Material for this task »
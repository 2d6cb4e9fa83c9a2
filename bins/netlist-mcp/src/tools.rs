//! The tool catalog served to MCP clients.
//!
//! Every tool is a read-only lookup over the extracted store. Arguments
//! arrive as JSON objects and are deserialized into the store's filter
//! types; results are rendered as pretty-printed JSON text.

use std::sync::Mutex;

use modeldb::{ModelDb, ModelFilter, SubcircuitFilter};
use serde::Deserialize;
use serde_json::{json, Value};
use thiserror::Error;

use modeldb::query::ParameterRange;

/// An error produced while executing a tool.
#[derive(Debug, Error)]
pub enum ToolError {
    /// The requested tool does not exist.
    #[error("unknown tool: {0}")]
    UnknownTool(String),
    /// The tool arguments did not match the tool's input schema.
    #[error("invalid arguments: {0}")]
    InvalidArgs(#[from] serde_json::Error),
    /// The underlying store failed.
    #[error("store error: {0}")]
    Store(#[from] modeldb::Error),
}

#[derive(Debug, Deserialize)]
struct QueryModelsArgs {
    model_type: String,
    #[serde(default)]
    name_pattern: Option<String>,
    #[serde(default)]
    parameters: Vec<ParameterRange>,
    #[serde(default)]
    max_results: Option<usize>,
}

#[derive(Debug, Deserialize)]
struct SearchSubcircuitsArgs {
    #[serde(default)]
    name_pattern: Option<String>,
    #[serde(default)]
    max_results: Option<usize>,
}

/// Dispatches tool calls against the store.
pub struct Toolbox {
    db: Mutex<ModelDb>,
}

impl Toolbox {
    /// Makes a toolbox over the given store.
    pub fn new(db: ModelDb) -> Self {
        Self { db: Mutex::new(db) }
    }

    /// The tool descriptors reported by `tools/list`.
    pub fn catalog() -> Value {
        json!([
            {
                "name": "query_models",
                "description": "Look up extracted device models by type, optionally \
                    restricted by a name pattern and by numeric parameter ranges. \
                    Returns each matching model's parameters as raw netlist text.",
                "inputSchema": {
                    "type": "object",
                    "properties": {
                        "model_type": {
                            "type": "string",
                            "description": "Device model type, e.g. nmos, pmos, diode. Case-insensitive."
                        },
                        "name_pattern": {
                            "type": "string",
                            "description": "SQL LIKE pattern on the model name; % matches any run of characters."
                        },
                        "parameters": {
                            "type": "array",
                            "description": "Numeric range predicates; a model must satisfy every one.",
                            "items": {
                                "type": "object",
                                "properties": {
                                    "name": { "type": "string", "description": "Parameter name." },
                                    "min": { "type": "number", "description": "Inclusive lower bound on the scaled value." },
                                    "max": { "type": "number", "description": "Inclusive upper bound on the scaled value." }
                                },
                                "required": ["name"]
                            }
                        },
                        "max_results": {
                            "type": "integer",
                            "description": "Maximum number of models returned."
                        }
                    },
                    "required": ["model_type"]
                }
            },
            {
                "name": "search_subcircuits",
                "description": "Look up extracted subcircuit definitions by name. \
                    Returns each match's captured body and source location.",
                "inputSchema": {
                    "type": "object",
                    "properties": {
                        "name_pattern": {
                            "type": "string",
                            "description": "SQL LIKE pattern on the subcircuit name; % matches any run of characters."
                        },
                        "max_results": {
                            "type": "integer",
                            "description": "Maximum number of subcircuits returned."
                        }
                    }
                }
            },
            {
                "name": "list_model_types",
                "description": "List every distinct device model type in the store, with model counts.",
                "inputSchema": { "type": "object", "properties": {} }
            }
        ])
    }

    /// Executes the named tool, returning its text payload.
    pub fn call(&self, name: &str, arguments: Value) -> Result<String, ToolError> {
        match name {
            "query_models" => self.query_models(serde_json::from_value(arguments)?),
            "search_subcircuits" => self.search_subcircuits(serde_json::from_value(arguments)?),
            "list_model_types" => self.list_model_types(),
            other => Err(ToolError::UnknownTool(other.to_string())),
        }
    }

    fn query_models(&self, args: QueryModelsArgs) -> Result<String, ToolError> {
        let mut filter = ModelFilter::of_type(args.model_type);
        filter.name_pattern = args.name_pattern;
        filter.ranges = args.parameters;
        if let Some(max) = args.max_results {
            filter.max_results = max;
        }
        let results = self.db().query_models(&filter)?;
        Ok(serde_json::to_string_pretty(&results)?)
    }

    fn search_subcircuits(&self, args: SearchSubcircuitsArgs) -> Result<String, ToolError> {
        let filter = SubcircuitFilter {
            name_pattern: args.name_pattern,
            max_results: args.max_results.unwrap_or(modeldb::query::DEFAULT_MAX_RESULTS),
        };
        let results = self.db().search_subcircuits(&filter)?;
        Ok(serde_json::to_string_pretty(&results)?)
    }

    fn list_model_types(&self) -> Result<String, ToolError> {
        let types = self.db().list_model_types()?;
        Ok(serde_json::to_string_pretty(&types)?)
    }

    fn db(&self) -> std::sync::MutexGuard<'_, ModelDb> {
        self.db.lock().unwrap_or_else(|poisoned| poisoned.into_inner())
    }
}

#[cfg(test)]
mod tests {
    use super::*;

    fn toolbox() -> Toolbox {
        let mut db = ModelDb::open_in_memory().unwrap();
        let input = ".model nfet nmos l=0.18u w=1u\n.subckt inv a b\nr1 a b 1k\n.ends\n";
        for record in netlist::Parser::new(input, "tools.sp", Default::default()) {
            db.insert_record(&record).unwrap();
        }
        Toolbox::new(db)
    }

    #[test]
    fn catalog_names_all_tools() {
        let names: Vec<String> = Toolbox::catalog()
            .as_array()
            .unwrap()
            .iter()
            .map(|tool| tool["name"].as_str().unwrap().to_string())
            .collect();
        assert_eq!(
            names,
            vec!["query_models", "search_subcircuits", "list_model_types"]
        );
    }

    #[test]
    fn query_models_round_trips_json() {
        let payload = toolbox()
            .call("query_models", json!({ "model_type": "NMOS" }))
            .unwrap();
        let parsed: Value = serde_json::from_str(&payload).unwrap();
        assert_eq!(parsed["nfet"]["l"], "0.18u");
    }

    #[test]
    fn query_models_applies_ranges() {
        let payload = toolbox()
            .call(
                "query_models",
                json!({
                    "model_type": "nmos",
                    "parameters": [{ "name": "l", "min": 2e-7 }]
                }),
            )
            .unwrap();
        let parsed: Value = serde_json::from_str(&payload).unwrap();
        assert_eq!(parsed, json!({}));
    }

    #[test]
    fn search_subcircuits_returns_location() {
        let payload = toolbox()
            .call("search_subcircuits", json!({ "name_pattern": "in%" }))
            .unwrap();
        let parsed: Value = serde_json::from_str(&payload).unwrap();
        assert_eq!(parsed["inv"]["line_number"], 2);
        assert_eq!(parsed["inv"]["source_file"], "tools.sp");
    }

    #[test]
    fn unknown_tool_is_an_error() {
        let err = toolbox().call("simulate", json!({})).unwrap_err();
        assert!(matches!(err, ToolError::UnknownTool(_)));
    }

    #[test]
    fn missing_required_argument_is_an_error() {
        let err = toolbox().call("query_models", json!({})).unwrap_err();
        assert!(matches!(err, ToolError::InvalidArgs(_)));
    }
}
/// Expression scan over a buffered `.model` directive remainder.
///
/// A model is dropped wholesale when any of its parameters carries an
/// expression, and an expression may span several tokens, so the test runs
/// over the whole remainder before any parameter is bound. Fires on operator
/// and comma tokens anywhere, on quoted formulas, on function-call shapes,
/// on parenthesized values, and on a signed number where a parameter name
/// belongs (the tail of a split arithmetic expression).
fn directive_has_expression(buf: &[Token]) -> bool {
    #[derive(Copy, Clone, Eq, PartialEq)]
    enum Expect {
        Name,
        Equals,
        Value,
    }
    let mut state = Expect::Name;
    let mut i = 0;
    while i < buf.len() {
        let tok = &buf[i];
        match tok.kind {
            TokenKind::Operator | TokenKind::Comma => return true,
            TokenKind::Str if is_expression(&tok.text) => return true,
            TokenKind::Ident | TokenKind::Value
                if buf.get(i + 1).map(|t| t.kind) == Some(TokenKind::LParen) =>
            {
                return true;
            }
            TokenKind::Value | TokenKind::DotCommand if is_expression(&tok.text) => return true,
            _ => {}
        }
        match state {
            Expect::Name => match tok.kind {
                TokenKind::LParen if paren_wrapped_name(buf, i) => {
                    // Land on the '=' so the next iteration consumes it.
                    i += 2;
                    state = Expect::Equals;
                }
                TokenKind::LParen | TokenKind::RParen => return true,
                TokenKind::Number if tok.text.starts_with(['+', '-']) => return true,
                TokenKind::Ident => state = Expect::Equals,
                _ => {}
            },
            Expect::Equals => {
                if tok.kind == TokenKind::Equals {
                    state = Expect::Value;
                } else {
                    // Missing '='; reconsider this token as a name.
                    state = Expect::Name;
                    continue;
                }
            }
            Expect::Value => match tok.kind {
                TokenKind::LParen | TokenKind::RParen => return true,
                _ => state = Expect::Name,
            },
        }
        i += 1;
    }
    false
}

fn split_lines(data: &Substr) -> Vec<Substr> {
    let mut lines = Vec::new();
    let mut rest = data.clone();
    loop {
        match rest.find('\n') {
            Some(i) => {
                lines.push(rest.substr(..i));
                rest = rest.substr(i + 1..);
            }
            None => {
                lines.push(rest);
                return lines;
            }
        }
    }
}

Prompt » Start at the first line of the entries above. Set down each line exactly through the one with "pretty-printed JSON text.", and stop there.

Answer to the problem »
repository 2d6cb4e9fa83c9a2
filename bins/netlist-mcp/src/tools.rs
//! The tool catalog served to MCP clients.
//!
//! Every tool is a read-only lookup over the extracted store. Arguments
//! arrive as JSON objects and are deserialized into the store's filter
//! types; results are rendered as pretty-printed JSON text.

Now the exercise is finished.